*** Records to process ***
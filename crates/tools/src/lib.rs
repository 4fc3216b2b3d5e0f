//! Headless session helpers behind the `stc` binary.

use std::path::Path;

use chrono::NaiveDateTime;
use cubes::{Layout, RecordFilter, TimeMode};
use data::RecordId;
use formats::{Dataset, load_layout_positions, parse_date_time};
use sync::{StyleCommand, SyncConfig, SyncController};
use tracing::info;

/// Where a session's inputs come from.
#[derive(Debug, Clone, Default)]
pub struct SessionSource<'a> {
    pub config: Option<&'a Path>,
    pub data: Option<&'a Path>,
    pub layout: Option<&'a Path>,
}

/// Builds a controller and loads the dataset into it.
pub fn open_session(source: &SessionSource<'_>) -> Result<SyncController, String> {
    let config = match source.config {
        Some(path) => {
            SyncConfig::load(path).map_err(|e| format!("config {}: {e}", path.display()))?
        }
        None => SyncConfig::default(),
    };
    let mut controller = SyncController::new(config).map_err(|e| format!("config: {e}"))?;

    let records = match source.data {
        Some(path) => Dataset::load(path)
            .map_err(|e| format!("dataset {}: {e}", path.display()))?
            .into_records(),
        None => Vec::new(),
    };
    let layout = match source.layout {
        Some(path) => {
            load_layout_positions(path).map_err(|e| format!("layout {}: {e}", path.display()))?
        }
        None => Default::default(),
    };
    info!(records = records.len(), positions = layout.len(), "session inputs read");
    controller.load(records, layout);
    Ok(controller)
}

pub fn parse_bound(text: &str) -> Result<NaiveDateTime, String> {
    parse_date_time(text).ok_or_else(|| format!("invalid date: {text:?}"))
}

pub fn parse_time_mode(text: &str) -> Result<TimeMode, String> {
    match text.trim() {
        "aggregated" => Ok(TimeMode::Aggregated),
        "absolute" => Ok(TimeMode::Absolute),
        other => Err(format!("unknown time mode: {other:?} (aggregated|absolute)")),
    }
}

pub fn parse_layout(text: &str) -> Result<Layout, String> {
    match text.trim().to_ascii_lowercase().as_str() {
        "stc" | "stacked" => Ok(Layout::Stacked),
        "jp" | "juxtaposed" => Ok(Layout::Juxtaposed),
        "si" | "superimposed" => Ok(Layout::Superimposed),
        "ani" | "animated" => Ok(Layout::Animated),
        other => Err(format!("unknown layout: {other:?} (stc|jp|si|ani)")),
    }
}

/// Comma-separated layouts, e.g. `stc,si,jp`.
pub fn parse_sequence(text: &str) -> Result<Vec<Layout>, String> {
    text.split(',')
        .filter(|s| !s.trim().is_empty())
        .map(parse_layout)
        .collect()
}

/// Filter from optional CLI pieces; `None` when nothing was given.
pub fn filter_from_args(
    category: Option<&str>,
    start: Option<&str>,
    end: Option<&str>,
) -> Result<Option<RecordFilter>, String> {
    if category.is_none() && start.is_none() && end.is_none() {
        return Ok(None);
    }
    Ok(Some(RecordFilter::new(
        category.unwrap_or_default(),
        start.map(parse_bound).transpose()?,
        end.map(parse_bound).transpose()?,
    )))
}

pub fn style_from_json(text: &str) -> Result<StyleCommand, String> {
    StyleCommand::from_json_str(text).map_err(|e| format!("style: {e}"))
}

pub fn parse_record_id(text: &str) -> Result<RecordId, String> {
    text.trim()
        .parse::<u32>()
        .map(RecordId)
        .map_err(|_| format!("invalid record id: {text:?}"))
}

/// Runs `sequence` on `controller`, holding each layout for `hold_s` seconds.
pub fn simulate(
    controller: &mut SyncController,
    sequence: &[Layout],
    hold_s: f64,
    fps: u32,
) -> u64 {
    let dt = 1.0 / f64::from(fps.max(1));
    let mut frames = 0;
    for layout in sequence {
        controller.transition(*layout);
        frames += controller.run_for(hold_s, dt);
    }
    frames
}

#[cfg(test)]
mod tests {
    use super::{
        SessionSource, filter_from_args, open_session, parse_layout, parse_sequence,
        parse_time_mode, simulate,
    };
    use cubes::{Layout, TimeMode};
    use pretty_assertions::assert_eq;
    use sync::Summary;

    fn temp_dir(label: &str) -> std::path::PathBuf {
        let mut dir = std::env::temp_dir();
        dir.push(format!("stc_tools_{label}_{}", std::process::id()));
        let _ = std::fs::remove_dir_all(&dir);
        std::fs::create_dir_all(&dir).expect("create temp dir");
        dir
    }

    #[test]
    fn parses_layouts_and_modes() {
        assert_eq!(
            parse_sequence("stc, SI,jp").expect("sequence"),
            vec![Layout::Stacked, Layout::Superimposed, Layout::Juxtaposed]
        );
        assert!(parse_layout("cube").is_err());
        assert_eq!(parse_time_mode("absolute"), Ok(TimeMode::Absolute));
        assert!(parse_time_mode("relative").is_err());
    }

    #[test]
    fn filter_needs_at_least_one_piece() {
        assert_eq!(filter_from_args(None, None, None), Ok(None));
        let filter = filter_from_args(Some("navy"), Some("1940"), None)
            .expect("filter")
            .expect("some");
        assert_eq!(filter.category, "navy");
        assert!(filter.start.is_some());
        assert!(filter_from_args(None, Some("someday"), None).is_err());
    }

    #[test]
    fn session_from_files_runs_a_sequence() {
        let dir = temp_dir("session");
        let data = dir.join("data.json");
        let layout = dir.join("layout.json");
        std::fs::write(
            &data,
            r#"[
                { "id": 1, "date_time": "1940-01-01", "longitude": 10, "latitude": 50, "target_nodes": "2" },
                { "id": 2, "date_time": "1942-01-01", "longitude": 11, "latitude": 51 }
            ]"#,
        )
        .expect("write data");
        std::fs::write(&layout, r#"{ "1": [0, 0], "2": [1, 1] }"#).expect("write layout");

        let source = SessionSource {
            config: None,
            data: Some(data.as_path()),
            layout: Some(layout.as_path()),
        };
        let mut controller = open_session(&source).expect("session");
        let frames = simulate(&mut controller, &[Layout::Superimposed], 5.0, 10);
        assert_eq!(frames, 50);

        let summary = Summary::of(&controller);
        assert_eq!(summary.records, 2);
        assert!(summary.views.iter().all(|v| v.layout == Layout::Superimposed));
        assert!(
            summary.views[0]
                .slice_positions
                .iter()
                .all(|p| p[1] == -250.0)
        );
        let _ = std::fs::remove_dir_all(&dir);
    }

    #[test]
    fn missing_dataset_is_reported() {
        let source = SessionSource {
            data: Some(std::path::Path::new("/nonexistent/stc/data.json")),
            ..SessionSource::default()
        };
        let err = open_session(&source).err().expect("error");
        assert!(err.starts_with("dataset /nonexistent/stc/data.json"));
    }
}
*** End of Records to process ***
Write all the records out again. Nothing may differ from the original.

Expected output:
filename crates/tools/src/lib.rs
repository 4fc3216b2b3d5e0f
//! Headless session helpers behind the `stc` binary.

use std::path::Path;

use chrono::NaiveDateTime;
use cubes::{Layout, RecordFilter, TimeMode};
use data::RecordId;
use formats::{Dataset, load_layout_positions, parse_date_time};
use sync::{StyleCommand, SyncConfig, SyncController};
use tracing::info;

/// Where a session's inputs come from.
#[derive(Debug, Clone, Default)]
pub struct SessionSource<'a> {
    pub config: Option<&'a Path>,
    pub data: Option<&'a Path>,
    pub layout: Option<&'a Path>,
}

/// Builds a controller and loads the dataset into it.
pub fn open_session(source: &SessionSource<'_>) -> Result<SyncController, String> {
    let config = match source.config {
        Some(path) => {
            SyncConfig::load(path).map_err(|e| format!("config {}: {e}", path.display()))?
        }
        None => SyncConfig::default(),
    };
    let mut controller = SyncController::new(config).map_err(|e| format!("config: {e}"))?;

    let records = match source.data {
        Some(path) => Dataset::load(path)
            .map_err(|e| format!("dataset {}: {e}", path.display()))?
            .into_records(),
        None => Vec::new(),
    };
    let layout = match source.layout {
        Some(path) => {
            load_layout_positions(path).map_err(|e| format!("layout {}: {e}", path.display()))?
        }
        None => Default::default(),
    };
    info!(records = records.len(), positions = layout.len(), "session inputs read");
    controller.load(records, layout);
    Ok(controller)
}

pub fn parse_bound(text: &str) -> Result<NaiveDateTime, String> {
    parse_date_time(text).ok_or_else(|| format!("invalid date: {text:?}"))
}

pub fn parse_time_mode(text: &str) -> Result<TimeMode, String> {
    match text.trim() {
        "aggregated" => Ok(TimeMode::Aggregated),
        "absolute" => Ok(TimeMode::Absolute),
        other => Err(format!("unknown time mode: {other:?} (aggregated|absolute)")),
    }
}

pub fn parse_layout(text: &str) -> Result<Layout, String> {
    match text.trim().to_ascii_lowercase().as_str() {
        "stc" | "stacked" => Ok(Layout::Stacked),
        "jp" | "juxtaposed" => Ok(Layout::Juxtaposed),
        "si" | "superimposed" => Ok(Layout::Superimposed),
        "ani" | "animated" => Ok(Layout::Animated),
        other => Err(format!("unknown layout: {other:?} (stc|jp|si|ani)")),
    }
}

/// Comma-separated layouts, e.g. `stc,si,jp`.
pub fn parse_sequence(text: &str) -> Result<Vec<Layout>, String> {
    text.split(',')
        .filter(|s| !s.trim().is_empty())
        .map(parse_layout)
        .collect()
}

/// Filter from optional CLI pieces; `None` when nothing was given.
pub fn filter_from_args(
    category: Option<&str>,
    start: Option<&str>,
    end: Option<&str>,
) -> Result<Option<RecordFilter>, String> {
    if category.is_none() && start.is_none() && end.is_none() {
        return Ok(None);
    }
    Ok(Some(RecordFilter::new(
        category.unwrap_or_default(),
        start.map(parse_bound).transpose()?,
        end.map(parse_bound).transpose()?,
    )))
}

pub fn style_from_json(text: &str) -> Result<StyleCommand, String> {
    StyleCommand::from_json_str(text).map_err(|e| format!("style: {e}"))
}

pub fn parse_record_id(text: &str) -> Result<RecordId, String> {
    text.trim()
        .parse::<u32>()
        .map(RecordId)
        .map_err(|_| format!("invalid record id: {text:?}"))
}

/// Runs `sequence` on `controller`, holding each layout for `hold_s` seconds.
pub fn simulate(
    controller: &mut SyncController,
    sequence: &[Layout],
    hold_s: f64,
    fps: u32,
) -> u64 {
    let dt = 1.0 / f64::from(fps.max(1));
    let mut frames = 0;
    for layout in sequence {
        controller.transition(*layout);
        frames += controller.run_for(hold_s, dt);
    }
    frames
}

#[cfg(test)]
mod tests {
    use super::{
        SessionSource, filter_from_args, open_session, parse_layout, parse_sequence,
        parse_time_mode, simulate,
    };
    use cubes::{Layout, TimeMode};
    use pretty_assertions::assert_eq;
    use sync::Summary;

    fn temp_dir(label: &str) -> std::path::PathBuf {
        let mut dir = std::env::temp_dir();
        dir.push(format!("stc_tools_{label}_{}", std::process::id()));
        let _ = std::fs::remove_dir_all(&dir);
        std::fs::create_dir_all(&dir).expect("create temp dir");
        dir
    }

    #[test]
    fn parses_layouts_and_modes() {
        assert_eq!(
            parse_sequence("stc, SI,jp").expect("sequence"),
            vec![Layout::Stacked, Layout::Superimposed, Layout::Juxtaposed]
        );
        assert!(parse_layout("cube").is_err());
        assert_eq!(parse_time_mode("absolute"), Ok(TimeMode::Absolute));
        assert!(parse_time_mode("relative").is_err());
    }

    #[test]
    fn filter_needs_at_least_one_piece() {
        assert_eq!(filter_from_args(None, None, None), Ok(None));
        let filter = filter_from_args(Some("navy"), Some("1940"), None)
            .expect("filter")
            .expect("some");
        assert_eq!(filter.category, "navy");
        assert!(filter.start.is_some());
        assert!(filter_from_args(None, Some("someday"), None).is_err());
    }

    #[test]
    fn session_from_files_runs_a_sequence() {
        let dir = temp_dir("session");
        let data = dir.join("data.json");
        let layout = dir.join("layout.json");
        std::fs::write(
            &data,
            r#"[
                { "id": 1, "date_time": "1940-01-01", "longitude": 10, "latitude": 50, "target_nodes": "2" },
                { "id": 2, "date_time": "1942-01-01", "longitude": 11, "latitude": 51 }
            ]"#,
        )
        .expect("write data");
        std::fs::write(&layout, r#"{ "1": [0, 0], "2": [1, 1] }"#).expect("write layout");

        let source = SessionSource {
            config: None,
            data: Some(data.as_path()),
            layout: Some(layout.as_path()),
        };
        let mut controller = open_session(&source).expect("session");
        let frames = simulate(&mut controller, &[Layout::Superimposed], 5.0, 10);
        assert_eq!(frames, 50);

        let summary = Summary::of(&controller);
        assert_eq!(summary.records, 2);
        assert!(summary.views.iter().all(|v| v.layout == Layout::Superimposed));
        assert!(
            summary.views[0]
                .slice_positions
                .iter()
                .all(|p| p[1] == -250.0)
        );
        let _ = std::fs::remove_dir_all(&dir);
    }

    #[test]
    fn missing_dataset_is_reported() {
        let source = SessionSource {
            data: Some(std::path::Path::new("/nonexistent/stc/data.json")),
            ..SessionSource::default()
        };
        let err = open_session(&source).err().expect("error");
        assert!(err.starts_with("dataset /nonexistent/stc/data.json"));
    }
}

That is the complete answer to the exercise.